Virginia's ninth congressional district is a United States congressional district in the Commonwealth of Virginia, covering much of the rural southwestern part of the state. The district includes the city of Salem, along with the towns of Abingdon and Blacksburg. It has been represented by Republican Morgan Griffith since 2011. Griffith took office after defeating 14-term incumbent Democrat Rick Boucher. With a Cook Partisan Voting Index rating of R+22, it is the most Republican district in Virginia.

The Ninth was the most competitive Virginia congressional district in the early 20th century, when the state was part of the Solid South. For twenty years (1903–1923), it was the only congressional district in Virginia — and one of the few in the entire former Confederacy – to be represented by a Republican. The district alternated between Democratic and Republican representation over the rest of the century. Some of the election results were so close – and questionable – that the district became known as "The Fighting Ninth."

Since the 1990s, the district has increasingly trended Republican in federal and state races, and it has taken over from the Shenandoah Valley-based Sixth as the most Republican district in the state. It last supported a Democrat for president in 1996, and has supported a Democrat in only two statewide contests since then.
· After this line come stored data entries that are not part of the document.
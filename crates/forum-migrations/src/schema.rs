//! Declared forum tables.

use schemagate_core::schema::{FieldSpec, FieldType, IndexSpec, Literal, TableSpec};
use schemagate_core::{Schema, SchemaError};

/// Forum users.
///
/// # Errors
///
/// Only if the declaration itself is invalid.
pub fn users() -> Result<TableSpec, SchemaError> {
    TableSpec::builder("Users")
        .field(FieldSpec::new("_id", FieldType::id()).not_null())
        .field(FieldSpec::new("username", FieldType::text()).not_null())
        .field(FieldSpec::new("email", FieldType::text()))
        .field(
            FieldSpec::new("karma", FieldType::integer())
                .not_null()
                .with_default(Literal::Int(0)),
        )
        .field(
            FieldSpec::new("createdAt", FieldType::timestamp())
                .not_null()
                .with_default(Literal::Now),
        )
        .primary_key("_id")
        .index(IndexSpec::for_columns("Users", ["username"]).unique())
        .build()
}

/// Posts, written by users.
///
/// # Errors
///
/// Only if the declaration itself is invalid.
pub fn posts() -> Result<TableSpec, SchemaError> {
    TableSpec::builder("Posts")
        .field(FieldSpec::new("_id", FieldType::id()).not_null())
        .field(FieldSpec::new("userId", FieldType::foreign_key("Users")))
        .field(FieldSpec::new("title", FieldType::text()).not_null())
        .field(FieldSpec::new("body", FieldType::text()))
        .field(
            FieldSpec::new("draft", FieldType::boolean())
                .not_null()
                .with_default(Literal::Bool(false)),
        )
        .field(
            FieldSpec::new("createdAt", FieldType::timestamp())
                .not_null()
                .with_default(Literal::Now),
        )
        .primary_key("_id")
        .index(IndexSpec::for_columns("Posts", ["userId"]))
        .build()
}

/// Comments on posts.
///
/// # Errors
///
/// Only if the declaration itself is invalid.
pub fn comments() -> Result<TableSpec, SchemaError> {
    TableSpec::builder("Comments")
        .field(FieldSpec::new("_id", FieldType::id()).not_null())
        .field(FieldSpec::new("postId", FieldType::foreign_key("Posts")))
        .field(FieldSpec::new("userId", FieldType::foreign_key("Users")))
        .field(FieldSpec::new("contents", FieldType::text()).not_null())
        .field(
            FieldSpec::new("createdAt", FieldType::timestamp())
                .not_null()
                .with_default(Literal::Now),
        )
        .primary_key("_id")
        .index(IndexSpec::for_columns("Comments", ["postId"]))
        .build()
}

/// The whole forum schema.
///
/// # Errors
///
/// Only if the declaration itself is invalid.
pub fn forum() -> Result<Schema, SchemaError> {
    Schema::builder()
        .table(users()?)
        .table(posts()?)
        .table(comments()?)
        .build()
}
The Ninth is the only district in Virginia that cast more votes for Hillary Clinton than Barack Obama in the 2008 Democratic Presidential Primary. Clinton won more than 60% of the vote, despite local Congressman Rick Boucher endorsing Obama. Republican presidential candidate John McCain received 59% of the vote in the 9th district in the 2008 General Election, however, his best performance in any of Virginia's eleven congressional districts. Voters in the 9th district supported McCain over Obama in the general election, despite reelecting Democratic Congressman Rick Boucher. In the 2010 midterm elections, in which Democrats lost their majority in Congress, Virginia State Delegate Morgan Griffith unseated Congressman Boucher by aligning Boucher with President Barack Obama and Speaker Nancy Pelosi, both unpopular figures in the district at the time. Boucher's support for the American Clean Energy and Security Act, or Cap and Trade was unpopular in the district. Since then, the district has not supported a Democrat in a statewide or federal election.

The district includes the entireties of the following counties: Bland, Buchanan, Carroll, Craig, Dickenson, Floyd, Franklin, Giles, Grayson, Henry, Lee, Montgomery, Patrick, Pulaski, Russell, Scott, Smyth, Tazewell, Washington, Wise, and Wythe, along with parts of Bedford and Roanoke counties. It also encompasses the independent cities of Bristol, Galax, Martinsville, Norton, and Radford.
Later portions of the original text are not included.